RECORDS FOR THE TASK Start Marker

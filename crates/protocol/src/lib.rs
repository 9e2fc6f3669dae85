//! Memload - Protocol
//!
//! Domain record, input-line parser and the compact binary payload codec.
//!
//! # Input format
//!
//! One record per line, tab-separated, optionally inside a gzip stream:
//!
//! ```text
//! device_type<TAB>device_id<TAB>lat<TAB>lon<TAB>app_id[,app_id...]
//! ```
//!
//! # Error asymmetry
//!
//! Structural problems (too few fields, empty ids) reject the line.
//! Data problems (non-numeric app ids, bad coordinates) degrade the record
//! and log a warning but still emit it. Callers count only the former.
//!
//! # Example
//!
//! ```
//! use memload_protocol::{parse_line, DeviceApps};
//!
//! let record = parse_line("idfa\tabc123\t55.55\t42.42\t1,2,3").unwrap();
//! assert_eq!(record.cache_key(), "idfa:abc123");
//!
//! let payload = DeviceApps::from_record(&record).encode_to_bytes();
//! let decoded = DeviceApps::decode_from_bytes(&payload).unwrap();
//! assert_eq!(decoded.apps, vec![1, 2, 3]);
//! ```

mod error;
mod parse;
mod payload;
mod record;

pub use error::{ParseError, ProtocolError, Result};
pub use parse::parse_line;
pub use payload::DeviceApps;
pub use record::AppsInstalled;
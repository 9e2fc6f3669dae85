//! Protocol error types

use thiserror::Error;

/// Result type for protocol operations
pub type Result<T> = std::result::Result<T, ProtocolError>;

/// Structural parse failures
///
/// A line that produces one of these is dropped and counted as an error
/// by the caller. Soft data problems (bad geo, non-numeric app ids) are
/// not represented here - they degrade the record instead.
#[derive(Debug, Error, PartialEq, Eq)]
pub enum ParseError {
    /// Line has fewer than the five required tab-separated fields
    #[error("expected 5 tab-separated fields, found {found}")]
    TooFewFields {
        /// Number of fields actually present
        found: usize,
    },

    /// Device type field is empty
    #[error("empty device type")]
    EmptyDeviceType,

    /// Device id field is empty
    #[error("empty device id")]
    EmptyDeviceId,
}

/// Errors from the protocol crate
#[derive(Debug, Error)]
pub enum ProtocolError {
    /// Line could not be parsed into a record
    #[error("malformed input line: {0}")]
    Parse(#[from] ParseError),

    /// Payload bytes are not a valid DeviceApps message
    #[error("payload decode failed: {0}")]
    Decode(#[from] prost::DecodeError),

    /// Round-trip self-check produced a different message
    #[error("payload round-trip mismatch")]
    RoundTripMismatch,
}
//! Shard assignment configuration

use std::collections::BTreeMap;

use serde::Deserialize;

/// Device-type → shard-address assignments
///
/// Deserialized from a flat TOML table:
///
/// ```toml
/// [shards]
/// idfa = "127.0.0.1:33013"
/// gaid = "127.0.0.1:33014"
/// ```
///
/// Specifying the section replaces the default assignments entirely.
/// A `BTreeMap` keeps iteration (and thus startup logging) deterministic.
#[derive(Debug, Clone, Deserialize, PartialEq, Eq)]
#[serde(transparent)]
pub struct ShardsConfig {
    /// The raw assignments
    pub map: BTreeMap<String, String>,
}

impl Default for ShardsConfig {
    fn default() -> Self {
        Self {
            map: BTreeMap::from([
                ("idfa".into(), "127.0.0.1:33013".into()),
                ("gaid".into(), "127.0.0.1:33014".into()),
                ("adid".into(), "127.0.0.1:33015".into()),
                ("dvid".into(), "127.0.0.1:33016".into()),
            ]),
        }
    }
}

impl ShardsConfig {
    /// Override one device type's address (CLI flags use this)
    pub fn set(&mut self, device_type: impl Into<String>, addr: impl Into<String>) {
        self.map.insert(device_type.into(), addr.into());
    }
}
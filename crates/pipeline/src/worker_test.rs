//! Writer pool tests
//!
//! Driven through a scripted mock provider so no cache server is needed.
//! `MockProvider` is shared with the file pipeline tests.

use std::collections::VecDeque;
use std::sync::atomic::{AtomicU64, Ordering};
use std::sync::{Arc, Mutex};
use std::time::Duration;

use async_trait::async_trait;
use memload_client::{CacheStore, ClientError, ConnectionProvider};
use memload_protocol::AppsInstalled;
use tokio::sync::mpsc;

use crate::metrics::PipelineMetrics;
use crate::stats::LoadStats;
use crate::task::WriteTask;
use crate::worker::{WorkerConfig, WriterPool, write_with_retry};

/// Scripted connection: each `set` pops the next scripted verdict,
/// defaulting to success once the script runs dry.
pub(crate) struct MockStore {
    script: Arc<Mutex<VecDeque<Result<bool, ClientError>>>>,
    sets: Arc<AtomicU64>,
}

#[async_trait]
impl CacheStore for MockStore {
    async fn set(&mut self, _key: &str, _value: &[u8]) -> Result<bool, ClientError> {
        self.sets.fetch_add(1, Ordering::SeqCst);
        self.script
            .lock()
            .unwrap()
            .pop_front()
            .unwrap_or(Ok(true))
    }
}

/// Provider handing out scripted connections and counting lifecycle calls
pub(crate) struct MockProvider {
    script: Arc<Mutex<VecDeque<Result<bool, ClientError>>>>,
    pub(crate) sets: Arc<AtomicU64>,
    pub(crate) acquires: Arc<AtomicU64>,
    pub(crate) releases: Arc<AtomicU64>,
    pub(crate) fail_acquire: bool,
}

impl MockProvider {
    pub(crate) fn new() -> Self {
        Self::with_script(Vec::new())
    }

    pub(crate) fn with_script(script: Vec<Result<bool, ClientError>>) -> Self {
        Self {
            script: Arc::new(Mutex::new(script.into())),
            sets: Arc::new(AtomicU64::new(0)),
            acquires: Arc::new(AtomicU64::new(0)),
            releases: Arc::new(AtomicU64::new(0)),
            fail_acquire: false,
        }
    }

    pub(crate) fn failing_acquire() -> Self {
        Self {
            fail_acquire: true,
            ..Self::new()
        }
    }
}

#[async_trait]
impl ConnectionProvider for MockProvider {
    type Conn = MockStore;

    async fn acquire(&self, addr: &str) -> Result<MockStore, ClientError> {
        self.acquires.fetch_add(1, Ordering::SeqCst);
        if self.fail_acquire {
            return Err(ClientError::timeout(addr, "connect"));
        }
        Ok(MockStore {
            script: Arc::clone(&self.script),
            sets: Arc::clone(&self.sets),
        })
    }

    async fn release(&self, _addr: &str, _conn: MockStore) {
        self.releases.fetch_add(1, Ordering::SeqCst);
    }
}

fn test_record(device_id: &str) -> AppsInstalled {
    AppsInstalled {
        device_type: "idfa".into(),
        device_id: device_id.into(),
        lat: 55.55,
        lon: 42.42,
        apps: vec![1, 2, 3],
    }
}

fn test_task(device_id: &str, dry_run: bool) -> WriteTask {
    WriteTask {
        addr: "127.0.0.1:33013".into(),
        record: test_record(device_id),
        dry_run,
    }
}

fn fast_config() -> WorkerConfig {
    WorkerConfig {
        retries: 1,
        backoff_factor: 0.0,
        poll_timeout: Duration::from_secs(1),
    }
}

/// Run `workers` over `tasks` and return the summed tallies.
async fn run_pool(
    provider: Arc<MockProvider>,
    config: WorkerConfig,
    workers: usize,
    tasks: Vec<WriteTask>,
) -> (LoadStats, crate::metrics::MetricsSnapshot) {
    let metrics = Arc::new(PipelineMetrics::new());
    let (task_tx, task_rx) = crossfire::mpmc::bounded_async(tasks.len().max(1));
    let (result_tx, mut result_rx) = mpsc::channel(workers + 1);

    for task in tasks {
        task_tx.send(task).await.unwrap();
    }
    drop(task_tx);

    let pool = WriterPool::new(config, provider, Arc::clone(&metrics));
    let handles = pool.spawn(workers, task_rx, result_tx);

    for handle in handles {
        handle.await.unwrap();
    }

    let mut total = LoadStats::default();
    while let Some(tally) = result_rx.recv().await {
        total.merge(tally);
    }
    (total, metrics.snapshot())
}

#[tokio::test]
async fn test_pool_conserves_tasks() {
    // K tasks, N workers, no induced failures: processed == K exactly,
    // no lost or duplicated tasks.
    let provider = Arc::new(MockProvider::new());
    let tasks: Vec<WriteTask> = (0..100).map(|i| test_task(&format!("dev{i}"), false)).collect();

    let (stats, _) = run_pool(Arc::clone(&provider), fast_config(), 4, tasks).await;

    assert_eq!(stats.processed, 100);
    assert_eq!(stats.errors, 0);
    assert_eq!(provider.sets.load(Ordering::SeqCst), 100);
    assert_eq!(
        provider.acquires.load(Ordering::SeqCst),
        provider.releases.load(Ordering::SeqCst)
    );
}

#[tokio::test]
async fn test_pool_conserves_tasks_single_worker() {
    let provider = Arc::new(MockProvider::new());
    let tasks: Vec<WriteTask> = (0..10).map(|i| test_task(&format!("dev{i}"), false)).collect();

    let (stats, _) = run_pool(provider, fast_config(), 1, tasks).await;

    assert_eq!(stats.processed, 10);
    assert_eq!(stats.errors, 0);
}

#[tokio::test]
async fn test_retry_then_success() {
    // A client that fails once then succeeds: exactly one retry, success
    // tally, never an error tally.
    let provider = Arc::new(MockProvider::with_script(vec![Ok(false), Ok(true)]));

    let (stats, metrics) = run_pool(
        Arc::clone(&provider),
        fast_config(),
        1,
        vec![test_task("dev1", false)],
    )
    .await;

    assert_eq!(stats.processed, 1);
    assert_eq!(stats.errors, 0);
    assert_eq!(provider.sets.load(Ordering::SeqCst), 2);
    assert_eq!(metrics.retries, 1);
}

#[tokio::test]
async fn test_transport_error_then_success() {
    let provider = Arc::new(MockProvider::with_script(vec![
        Err(ClientError::Protocol {
            response: "SERVER_ERROR".into(),
        }),
        Ok(true),
    ]));

    let (stats, _) = run_pool(
        Arc::clone(&provider),
        fast_config(),
        1,
        vec![test_task("dev1", false)],
    )
    .await;

    assert_eq!(stats.processed, 1);
    assert_eq!(stats.errors, 0);
}

#[tokio::test]
async fn test_failure_after_exhausted_retries() {
    let provider = Arc::new(MockProvider::with_script(vec![Ok(false), Ok(false)]));

    let (stats, metrics) = run_pool(
        Arc::clone(&provider),
        fast_config(),
        1,
        vec![test_task("dev1", false)],
    )
    .await;

    assert_eq!(stats.processed, 0);
    assert_eq!(stats.errors, 1);
    // retries budget of 1 means two attempts total
    assert_eq!(provider.sets.load(Ordering::SeqCst), 2);
    assert_eq!(metrics.write_errors, 1);
    // Connection goes back to the pool even after the failure.
    assert_eq!(provider.releases.load(Ordering::SeqCst), 1);
}

#[tokio::test]
async fn test_acquire_failure_counts_as_error() {
    let provider = Arc::new(MockProvider::failing_acquire());

    let (stats, _) = run_pool(
        Arc::clone(&provider),
        fast_config(),
        1,
        vec![test_task("dev1", false)],
    )
    .await;

    assert_eq!(stats.processed, 0);
    assert_eq!(stats.errors, 1);
    assert_eq!(provider.releases.load(Ordering::SeqCst), 0);
}

#[tokio::test]
async fn test_dry_run_skips_network() {
    // Even a provider that cannot connect succeeds in dry-run mode:
    // the write path is never entered.
    let provider = Arc::new(MockProvider::failing_acquire());

    let (stats, _) = run_pool(
        Arc::clone(&provider),
        fast_config(),
        2,
        vec![test_task("dev1", true), test_task("dev2", true)],
    )
    .await;

    assert_eq!(stats.processed, 2);
    assert_eq!(stats.errors, 0);
    assert_eq!(provider.acquires.load(Ordering::SeqCst), 0);
    assert_eq!(provider.sets.load(Ordering::SeqCst), 0);
}

#[tokio::test]
async fn test_workers_exit_on_idle_timeout() {
    // Queue kept open but empty: workers must exit after the poll timeout
    // and still push their (0, 0) tallies.
    let provider = Arc::new(MockProvider::new());
    let metrics = Arc::new(PipelineMetrics::new());
    let (task_tx, task_rx) = crossfire::mpmc::bounded_async::<WriteTask>(4);
    let (result_tx, mut result_rx) = mpsc::channel(3);

    let config = WorkerConfig {
        poll_timeout: Duration::from_millis(50),
        ..fast_config()
    };
    let pool = WriterPool::new(config, provider, metrics);
    let handles = pool.spawn(2, task_rx, result_tx);

    for handle in handles {
        handle.await.unwrap();
    }
    drop(task_tx);

    let mut tallies = 0;
    while let Some(tally) = result_rx.recv().await {
        assert_eq!(tally, LoadStats::default());
        tallies += 1;
    }
    assert_eq!(tallies, 2);
}

#[tokio::test]
async fn test_write_with_retry_attempt_count() {
    let provider = MockProvider::with_script(vec![Ok(false), Err(ClientError::Protocol {
        response: "ERROR".into(),
    })]);
    let mut conn = provider.acquire("127.0.0.1:33013").await.unwrap();

    // retries=2 allows three attempts; the third succeeds (script is dry).
    let (ok, attempts) = write_with_retry(&mut conn, "k", b"v", 2, 0.0).await;
    assert!(ok);
    assert_eq!(attempts, 3);
}

#[tokio::test]
async fn test_write_with_retry_zero_budget() {
    let provider = MockProvider::with_script(vec![Ok(false)]);
    let mut conn = provider.acquire("127.0.0.1:33013").await.unwrap();

    let (ok, attempts) = write_with_retry(&mut conn, "k", b"v", 0, 0.0).await;
    assert!(!ok);
    assert_eq!(attempts, 1);
}
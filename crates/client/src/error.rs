//! Client error types

use std::io;

use thiserror::Error;

/// Result type for client operations
pub type Result<T> = std::result::Result<T, ClientError>;

/// Errors from the memcached client
#[derive(Debug, Error)]
pub enum ClientError {
    /// TCP connect failed
    #[error("connect to {addr} failed: {source}")]
    Connect {
        /// Shard address
        addr: String,
        /// Underlying IO error
        #[source]
        source: io::Error,
    },

    /// Operation exceeded the socket timeout
    #[error("{op} to {addr} timed out")]
    Timeout {
        /// Shard address
        addr: String,
        /// Operation name ("connect", "set")
        op: &'static str,
    },

    /// Server closed the connection mid-operation
    #[error("connection to {addr} closed by server")]
    ConnectionClosed {
        /// Shard address
        addr: String,
    },

    /// Server replied with something outside the protocol
    #[error("unexpected server response: {response}")]
    Protocol {
        /// First response line, trimmed
        response: String,
    },

    /// I/O error on an established connection
    #[error("I/O error: {0}")]
    Io(#[from] io::Error),
}

impl ClientError {
    /// Create a Timeout error
    pub fn timeout(addr: impl Into<String>, op: &'static str) -> Self {
        Self::Timeout {
            addr: addr.into(),
            op,
        }
    }
}
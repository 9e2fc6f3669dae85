//! Routing error types

use thiserror::Error;

/// Result type for routing operations
pub type Result<T> = std::result::Result<T, RoutingError>;

/// Routing errors
#[derive(Debug, Error, PartialEq, Eq)]
pub enum RoutingError {
    /// Device type has no shard assigned
    #[error("unknown device type: {0}")]
    UnknownDeviceType(String),
}
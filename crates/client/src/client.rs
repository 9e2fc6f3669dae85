//! Memcached text-protocol client
//!
//! One TCP connection per client. Only the `set` command is implemented -
//! the loader never reads back. The socket timeout covers connect, the
//! full command write and the response read individually.

use std::time::Duration;

use async_trait::async_trait;
use tokio::io::{AsyncBufReadExt, AsyncWriteExt, BufReader};
use tokio::net::TcpStream;
use tokio::net::tcp::{OwnedReadHalf, OwnedWriteHalf};
use tokio::time;

use crate::error::{ClientError, Result};
use crate::CacheStore;

/// Memcached client over one TCP connection
///
/// Created by [`ConnectionPool`](crate::ConnectionPool) on demand and
/// reused across writes. Not cloneable; exactly one worker holds a client
/// at a time.
pub struct MemcClient {
    addr: String,
    reader: BufReader<OwnedReadHalf>,
    writer: OwnedWriteHalf,
    timeout: Duration,
}

impl MemcClient {
    /// Connect to a shard address with the given socket timeout
    ///
    /// # Errors
    ///
    /// Returns [`ClientError::Timeout`] when the connect exceeds the
    /// timeout and [`ClientError::Connect`] on a refused/failed connect.
    pub async fn connect(addr: &str, timeout: Duration) -> Result<Self> {
        let stream = time::timeout(timeout, TcpStream::connect(addr))
            .await
            .map_err(|_| ClientError::timeout(addr, "connect"))?
            .map_err(|e| ClientError::Connect {
                addr: addr.to_string(),
                source: e,
            })?;

        stream.set_nodelay(true)?;
        let (read_half, write_half) = stream.into_split();

        tracing::debug!(addr, "memcached connection established");

        Ok(Self {
            addr: addr.to_string(),
            reader: BufReader::new(read_half),
            writer: write_half,
            timeout,
        })
    }

    /// Address this client is connected to
    #[inline]
    pub fn addr(&self) -> &str {
        &self.addr
    }
}

#[async_trait]
impl CacheStore for MemcClient {
    /// Issue `set <key> 0 0 <len>` and wait for the verdict line
    ///
    /// `STORED` maps to `Ok(true)`; the other documented verdicts map to
    /// `Ok(false)`. Anything else is a protocol error.
    async fn set(&mut self, key: &str, value: &[u8]) -> Result<bool> {
        let header = format!("set {} 0 0 {}\r\n", key, value.len());

        let write = async {
            self.writer.write_all(header.as_bytes()).await?;
            self.writer.write_all(value).await?;
            self.writer.write_all(b"\r\n").await?;
            self.writer.flush().await
        };
        time::timeout(self.timeout, write)
            .await
            .map_err(|_| ClientError::timeout(&self.addr, "set"))??;

        let mut line = String::new();
        let n = time::timeout(self.timeout, self.reader.read_line(&mut line))
            .await
            .map_err(|_| ClientError::timeout(&self.addr, "set"))??;
        if n == 0 {
            return Err(ClientError::ConnectionClosed {
                addr: self.addr.clone(),
            });
        }

        match line.trim_end() {
            "STORED" => Ok(true),
            "NOT_STORED" | "EXISTS" | "NOT_FOUND" => Ok(false),
            other => Err(ClientError::Protocol {
                response: other.to_string(),
            }),
        }
    }
}

impl std::fmt::Debug for MemcClient {
    fn fmt(&self, f: &mut std::fmt::Formatter<'_>) -> std::fmt::Result {
        f.debug_struct("MemcClient")
            .field("addr", &self.addr)
            .field("timeout", &self.timeout)
            .finish()
    }
}
//! Memload - Loader
//!
//! The batch driver behind the `memload` binary: discovers input files,
//! runs one file pipeline per file with bounded parallelism, and marks
//! each completed file by renaming it with a leading dot.
//!
//! The binary itself (`main.rs`) only parses flags, initializes logging
//! and dispatches here.

pub mod driver;
pub mod selftest;

pub use driver::{BatchSummary, run};
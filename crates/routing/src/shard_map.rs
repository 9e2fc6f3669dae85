//! Shard map for device-type → address lookup
//!
//! Compiled once from configuration. All allocations happen at build time,
//! the per-record lookup is a single HashMap probe returning a borrow.

use std::collections::HashMap;

use crate::error::RoutingError;

/// Fixed device-type → shard-address mapping
///
/// # Example
///
/// ```
/// use memload_routing::ShardMap;
///
/// let map = ShardMap::from_iter([
///     ("idfa", "127.0.0.1:33013"),
///     ("gaid", "127.0.0.1:33014"),
/// ]);
///
/// assert_eq!(map.route("gaid").unwrap(), "127.0.0.1:33014");
/// assert_eq!(map.shard_count(), 2);
/// ```
#[derive(Debug, Clone, Default)]
pub struct ShardMap {
    shards: HashMap<String, String>,
}

impl ShardMap {
    /// Create an empty shard map
    #[inline]
    #[must_use]
    pub fn new() -> Self {
        Self::default()
    }

    /// Assign a shard address to a device type
    ///
    /// Replaces any previous assignment for the same type.
    pub fn insert(&mut self, device_type: impl Into<String>, addr: impl Into<String>) {
        self.shards.insert(device_type.into(), addr.into());
    }

    /// Resolve the shard address for a device type
    ///
    /// This is the hot path: one HashMap probe, returns a borrowed address.
    ///
    /// # Errors
    ///
    /// Returns [`RoutingError::UnknownDeviceType`] when the type has no
    /// shard assigned. Callers count this as an error and drop the record
    /// without enqueuing it.
    #[inline]
    pub fn route(&self, device_type: &str) -> Result<&str, RoutingError> {
        self.shards
            .get(device_type)
            .map(String::as_str)
            .ok_or_else(|| RoutingError::UnknownDeviceType(device_type.to_string()))
    }

    /// Check whether a device type has a shard assigned
    #[inline]
    pub fn contains(&self, device_type: &str) -> bool {
        self.shards.contains_key(device_type)
    }

    /// Number of configured shards
    #[inline]
    pub fn shard_count(&self) -> usize {
        self.shards.len()
    }

    /// Check if no shards are configured
    #[inline]
    pub fn is_empty(&self) -> bool {
        self.shards.is_empty()
    }

    /// Iterate over (device_type, address) pairs
    #[inline]
    pub fn iter(&self) -> impl Iterator<Item = (&str, &str)> {
        self.shards.iter().map(|(k, v)| (k.as_str(), v.as_str()))
    }
}

impl<K: Into<String>, V: Into<String>> FromIterator<(K, V)> for ShardMap {
    fn from_iter<I: IntoIterator<Item = (K, V)>>(iter: I) -> Self {
        Self {
            shards: iter
                .into_iter()
                .map(|(k, v)| (k.into(), v.into()))
                .collect(),
        }
    }
}
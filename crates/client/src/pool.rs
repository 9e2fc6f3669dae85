//! Per-shard connection pool
//!
//! Amortizes connection setup across the many writes one file produces.
//! One map-level lock guards the per-address idle queues; creating a new
//! connection happens outside the lock. A released handle always goes
//! back to the pool, even after a failed write - only the logical
//! operation is retried, never the connection itself.

use std::collections::{HashMap, VecDeque};
use std::sync::Mutex;
use std::sync::atomic::{AtomicU64, Ordering};
use std::time::Duration;

use async_trait::async_trait;

use crate::client::MemcClient;
use crate::error::Result;
use crate::ConnectionProvider;

/// Pool of idle memcached connections, keyed by shard address
///
/// Shared by all writer workers of one file pipeline. Sub-pools are
/// created lazily the first time a connection for an address is released;
/// everything is torn down implicitly when the pool is dropped.
pub struct ConnectionPool {
    /// Socket timeout applied to every new connection
    timeout: Duration,

    /// Idle handles per address
    idle: Mutex<HashMap<String, VecDeque<MemcClient>>>,

    /// Connections established (pool misses)
    created: AtomicU64,

    /// Connections handed out from the idle queue (pool hits)
    reused: AtomicU64,
}

impl ConnectionPool {
    /// Create an empty pool with the given socket timeout
    pub fn new(timeout: Duration) -> Self {
        Self {
            timeout,
            idle: Mutex::new(HashMap::new()),
            created: AtomicU64::new(0),
            reused: AtomicU64::new(0),
        }
    }

    /// Point-in-time usage counters
    pub fn snapshot(&self) -> PoolSnapshot {
        PoolSnapshot {
            created: self.created.load(Ordering::Relaxed),
            reused: self.reused.load(Ordering::Relaxed),
        }
    }

    /// Pop an idle connection for `addr`, if any
    fn pop_idle(&self, addr: &str) -> Option<MemcClient> {
        let mut idle = self.idle.lock().unwrap_or_else(|e| e.into_inner());
        idle.get_mut(addr).and_then(VecDeque::pop_front)
    }
}

#[async_trait]
impl ConnectionProvider for ConnectionPool {
    type Conn = MemcClient;

    /// Reuse an idle connection or establish a new one
    ///
    /// The idle lookup is near-zero wait (one lock probe); only a pool
    /// miss pays the connect cost.
    async fn acquire(&self, addr: &str) -> Result<MemcClient> {
        if let Some(conn) = self.pop_idle(addr) {
            self.reused.fetch_add(1, Ordering::Relaxed);
            return Ok(conn);
        }

        let conn = MemcClient::connect(addr, self.timeout).await?;
        self.created.fetch_add(1, Ordering::Relaxed);
        Ok(conn)
    }

    /// Return a connection to the idle queue for its address
    async fn release(&self, addr: &str, conn: MemcClient) {
        let mut idle = self.idle.lock().unwrap_or_else(|e| e.into_inner());
        idle.entry(addr.to_string()).or_default().push_back(conn);
    }
}

/// Point-in-time snapshot of pool counters
#[derive(Debug, Clone, Copy, PartialEq, Eq)]
pub struct PoolSnapshot {
    /// Connections established
    pub created: u64,
    /// Idle-queue handouts
    pub reused: u64,
}

impl std::fmt::Debug for ConnectionPool {
    fn fmt(&self, f: &mut std::fmt::Formatter<'_>) -> std::fmt::Result {
        let idle = self.idle.lock().unwrap_or_else(|e| e.into_inner());
        let idle_total: usize = idle.values().map(VecDeque::len).sum();
        f.debug_struct("ConnectionPool")
            .field("addresses", &idle.len())
            .field("idle_total", &idle_total)
            .finish()
    }
}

RECORDS FOR THE TASK End Marker

__DIRECTIONS FOR THIS TASK__. Scan the lines above, and whenever one holds the string "separated", copy it.

__ANSWER BOX__.
//! One record per line, tab-separated, optionally inside a gzip stream:
    /// Line has fewer than the five required tab-separated fields
    #[error("expected 5 tab-separated fields, found {found}")]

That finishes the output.